* Problem description *
Return the lines of the data below exactly. Start at the first and end with the line containing "prevent memory exhaustion".

*** Block opens ***

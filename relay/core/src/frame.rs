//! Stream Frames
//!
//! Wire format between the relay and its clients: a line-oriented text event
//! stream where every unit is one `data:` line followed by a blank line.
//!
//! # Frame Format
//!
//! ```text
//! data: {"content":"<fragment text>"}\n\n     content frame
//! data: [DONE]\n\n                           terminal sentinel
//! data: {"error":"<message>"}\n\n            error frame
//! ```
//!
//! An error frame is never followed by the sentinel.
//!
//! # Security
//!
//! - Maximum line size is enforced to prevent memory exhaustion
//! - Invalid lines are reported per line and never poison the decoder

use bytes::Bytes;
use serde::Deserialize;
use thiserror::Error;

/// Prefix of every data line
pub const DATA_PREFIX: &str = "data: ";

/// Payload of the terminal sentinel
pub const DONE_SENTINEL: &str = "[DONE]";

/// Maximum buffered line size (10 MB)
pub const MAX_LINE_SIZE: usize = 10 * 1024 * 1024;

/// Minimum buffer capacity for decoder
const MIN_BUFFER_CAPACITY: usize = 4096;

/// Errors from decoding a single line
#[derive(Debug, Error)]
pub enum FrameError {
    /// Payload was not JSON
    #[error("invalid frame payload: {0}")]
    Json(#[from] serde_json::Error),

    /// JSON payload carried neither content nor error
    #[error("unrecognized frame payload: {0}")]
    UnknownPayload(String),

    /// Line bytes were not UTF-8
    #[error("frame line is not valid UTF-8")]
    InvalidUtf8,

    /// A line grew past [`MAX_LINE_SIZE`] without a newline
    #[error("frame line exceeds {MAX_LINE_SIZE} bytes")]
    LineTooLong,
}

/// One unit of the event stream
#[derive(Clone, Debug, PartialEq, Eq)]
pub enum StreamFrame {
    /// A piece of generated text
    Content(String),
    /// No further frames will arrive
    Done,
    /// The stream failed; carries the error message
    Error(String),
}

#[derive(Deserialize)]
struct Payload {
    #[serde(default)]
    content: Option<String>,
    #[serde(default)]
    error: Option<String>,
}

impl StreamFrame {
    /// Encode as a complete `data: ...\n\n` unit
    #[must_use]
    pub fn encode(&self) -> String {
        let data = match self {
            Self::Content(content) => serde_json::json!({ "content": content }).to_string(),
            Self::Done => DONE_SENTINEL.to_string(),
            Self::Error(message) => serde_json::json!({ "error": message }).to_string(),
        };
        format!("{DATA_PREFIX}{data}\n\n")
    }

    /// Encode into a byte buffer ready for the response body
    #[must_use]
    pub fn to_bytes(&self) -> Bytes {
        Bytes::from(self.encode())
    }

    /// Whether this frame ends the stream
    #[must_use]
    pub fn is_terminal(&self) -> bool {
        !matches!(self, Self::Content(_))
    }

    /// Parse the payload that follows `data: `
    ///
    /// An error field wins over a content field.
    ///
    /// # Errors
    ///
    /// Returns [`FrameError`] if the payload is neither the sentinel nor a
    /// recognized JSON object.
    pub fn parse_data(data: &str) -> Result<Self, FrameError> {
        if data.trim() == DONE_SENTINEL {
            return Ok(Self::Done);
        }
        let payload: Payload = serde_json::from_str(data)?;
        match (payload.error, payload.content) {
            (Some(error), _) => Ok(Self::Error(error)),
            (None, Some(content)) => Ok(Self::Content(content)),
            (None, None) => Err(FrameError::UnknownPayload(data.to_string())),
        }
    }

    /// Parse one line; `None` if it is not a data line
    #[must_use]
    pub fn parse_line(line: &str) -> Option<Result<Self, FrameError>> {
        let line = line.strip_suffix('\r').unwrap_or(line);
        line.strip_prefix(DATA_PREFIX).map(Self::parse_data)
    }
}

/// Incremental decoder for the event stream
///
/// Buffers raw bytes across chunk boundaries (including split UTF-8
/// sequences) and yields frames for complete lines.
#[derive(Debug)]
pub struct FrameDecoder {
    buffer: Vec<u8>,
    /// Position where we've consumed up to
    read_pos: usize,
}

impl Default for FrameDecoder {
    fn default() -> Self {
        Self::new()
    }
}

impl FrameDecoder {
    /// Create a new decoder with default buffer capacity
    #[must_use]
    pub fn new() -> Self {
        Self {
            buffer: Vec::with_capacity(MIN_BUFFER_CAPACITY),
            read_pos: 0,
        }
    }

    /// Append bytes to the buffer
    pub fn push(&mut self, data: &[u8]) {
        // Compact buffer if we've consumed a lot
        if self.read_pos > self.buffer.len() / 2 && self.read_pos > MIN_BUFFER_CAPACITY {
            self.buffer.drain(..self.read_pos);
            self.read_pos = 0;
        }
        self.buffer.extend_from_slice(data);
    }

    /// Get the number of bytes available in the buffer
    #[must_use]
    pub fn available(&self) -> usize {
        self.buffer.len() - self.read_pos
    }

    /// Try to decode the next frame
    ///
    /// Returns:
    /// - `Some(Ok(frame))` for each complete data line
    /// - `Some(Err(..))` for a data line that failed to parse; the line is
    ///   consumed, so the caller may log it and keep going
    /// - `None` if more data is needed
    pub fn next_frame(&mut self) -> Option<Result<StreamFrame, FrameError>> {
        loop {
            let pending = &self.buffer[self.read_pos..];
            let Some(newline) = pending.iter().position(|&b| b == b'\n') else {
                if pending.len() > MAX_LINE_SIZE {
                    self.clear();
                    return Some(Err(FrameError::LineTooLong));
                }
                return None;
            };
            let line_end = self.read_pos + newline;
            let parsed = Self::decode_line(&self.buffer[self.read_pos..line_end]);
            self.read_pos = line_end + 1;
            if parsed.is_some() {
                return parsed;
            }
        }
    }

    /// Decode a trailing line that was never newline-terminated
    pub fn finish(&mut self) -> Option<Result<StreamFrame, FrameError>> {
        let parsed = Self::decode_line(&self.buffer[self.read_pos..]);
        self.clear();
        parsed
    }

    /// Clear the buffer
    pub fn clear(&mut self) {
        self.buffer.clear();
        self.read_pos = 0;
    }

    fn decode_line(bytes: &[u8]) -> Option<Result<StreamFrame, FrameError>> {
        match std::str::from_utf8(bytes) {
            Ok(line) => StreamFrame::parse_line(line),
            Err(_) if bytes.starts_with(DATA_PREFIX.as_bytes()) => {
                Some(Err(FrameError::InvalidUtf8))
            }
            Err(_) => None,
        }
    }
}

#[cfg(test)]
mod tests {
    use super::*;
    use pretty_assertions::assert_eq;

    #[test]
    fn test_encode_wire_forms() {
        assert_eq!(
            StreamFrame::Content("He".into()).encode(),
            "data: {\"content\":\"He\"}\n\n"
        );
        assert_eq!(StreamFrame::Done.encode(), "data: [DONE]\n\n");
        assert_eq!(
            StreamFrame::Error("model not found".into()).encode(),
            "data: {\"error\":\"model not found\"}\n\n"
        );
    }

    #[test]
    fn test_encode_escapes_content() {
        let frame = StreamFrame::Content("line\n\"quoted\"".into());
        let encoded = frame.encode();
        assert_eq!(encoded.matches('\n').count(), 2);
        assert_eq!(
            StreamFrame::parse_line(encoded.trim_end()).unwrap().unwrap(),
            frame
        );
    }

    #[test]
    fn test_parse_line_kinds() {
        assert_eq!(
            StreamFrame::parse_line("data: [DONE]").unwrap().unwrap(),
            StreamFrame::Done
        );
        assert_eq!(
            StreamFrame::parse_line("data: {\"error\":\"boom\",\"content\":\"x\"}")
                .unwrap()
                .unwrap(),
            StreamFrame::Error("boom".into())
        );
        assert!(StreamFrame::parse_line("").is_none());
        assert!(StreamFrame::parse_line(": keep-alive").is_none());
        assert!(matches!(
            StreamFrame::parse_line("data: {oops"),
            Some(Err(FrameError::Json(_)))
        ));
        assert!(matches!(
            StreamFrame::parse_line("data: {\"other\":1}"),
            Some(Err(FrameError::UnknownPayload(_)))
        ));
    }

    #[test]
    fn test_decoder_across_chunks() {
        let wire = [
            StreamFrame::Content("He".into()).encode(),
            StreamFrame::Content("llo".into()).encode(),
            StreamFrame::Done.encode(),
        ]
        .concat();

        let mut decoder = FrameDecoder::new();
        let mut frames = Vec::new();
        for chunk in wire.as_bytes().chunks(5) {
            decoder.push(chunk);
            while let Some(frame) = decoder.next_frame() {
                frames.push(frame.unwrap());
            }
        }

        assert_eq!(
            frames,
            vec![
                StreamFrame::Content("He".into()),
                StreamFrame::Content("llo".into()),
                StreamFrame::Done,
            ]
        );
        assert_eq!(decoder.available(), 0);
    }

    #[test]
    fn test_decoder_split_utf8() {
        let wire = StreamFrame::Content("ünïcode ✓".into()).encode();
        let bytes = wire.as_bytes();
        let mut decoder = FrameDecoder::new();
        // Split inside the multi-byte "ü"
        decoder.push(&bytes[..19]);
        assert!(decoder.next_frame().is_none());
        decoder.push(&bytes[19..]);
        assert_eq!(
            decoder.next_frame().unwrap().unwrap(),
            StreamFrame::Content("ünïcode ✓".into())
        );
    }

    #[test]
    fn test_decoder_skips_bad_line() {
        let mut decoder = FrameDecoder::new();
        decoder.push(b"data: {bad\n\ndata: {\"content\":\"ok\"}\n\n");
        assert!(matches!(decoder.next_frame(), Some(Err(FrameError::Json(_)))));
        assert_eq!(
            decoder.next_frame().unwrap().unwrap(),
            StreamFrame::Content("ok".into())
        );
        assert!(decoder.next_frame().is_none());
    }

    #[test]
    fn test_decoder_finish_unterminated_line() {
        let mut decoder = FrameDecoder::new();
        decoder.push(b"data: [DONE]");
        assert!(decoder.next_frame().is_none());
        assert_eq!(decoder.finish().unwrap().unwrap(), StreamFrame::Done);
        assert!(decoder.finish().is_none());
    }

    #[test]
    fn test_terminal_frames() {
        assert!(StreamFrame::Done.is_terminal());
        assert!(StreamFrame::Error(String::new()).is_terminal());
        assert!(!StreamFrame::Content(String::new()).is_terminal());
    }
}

*** Block closes ***

* Solution *
filename relay/core/src/frame.rs
//! Stream Frames
//!
//! Wire format between the relay and its clients: a line-oriented text event
//! stream where every unit is one `data:` line followed by a blank line.
//!
//! # Frame Format
//!
//! ```text
//! data: {"content":"<fragment text>"}\n\n     content frame
//! data: [DONE]\n\n                           terminal sentinel
//! data: {"error":"<message>"}\n\n            error frame
//! ```
//!
//! An error frame is never followed by the sentinel.
//!
//! # Security
//!
//! - Maximum line size is enforced to prevent memory exhaustion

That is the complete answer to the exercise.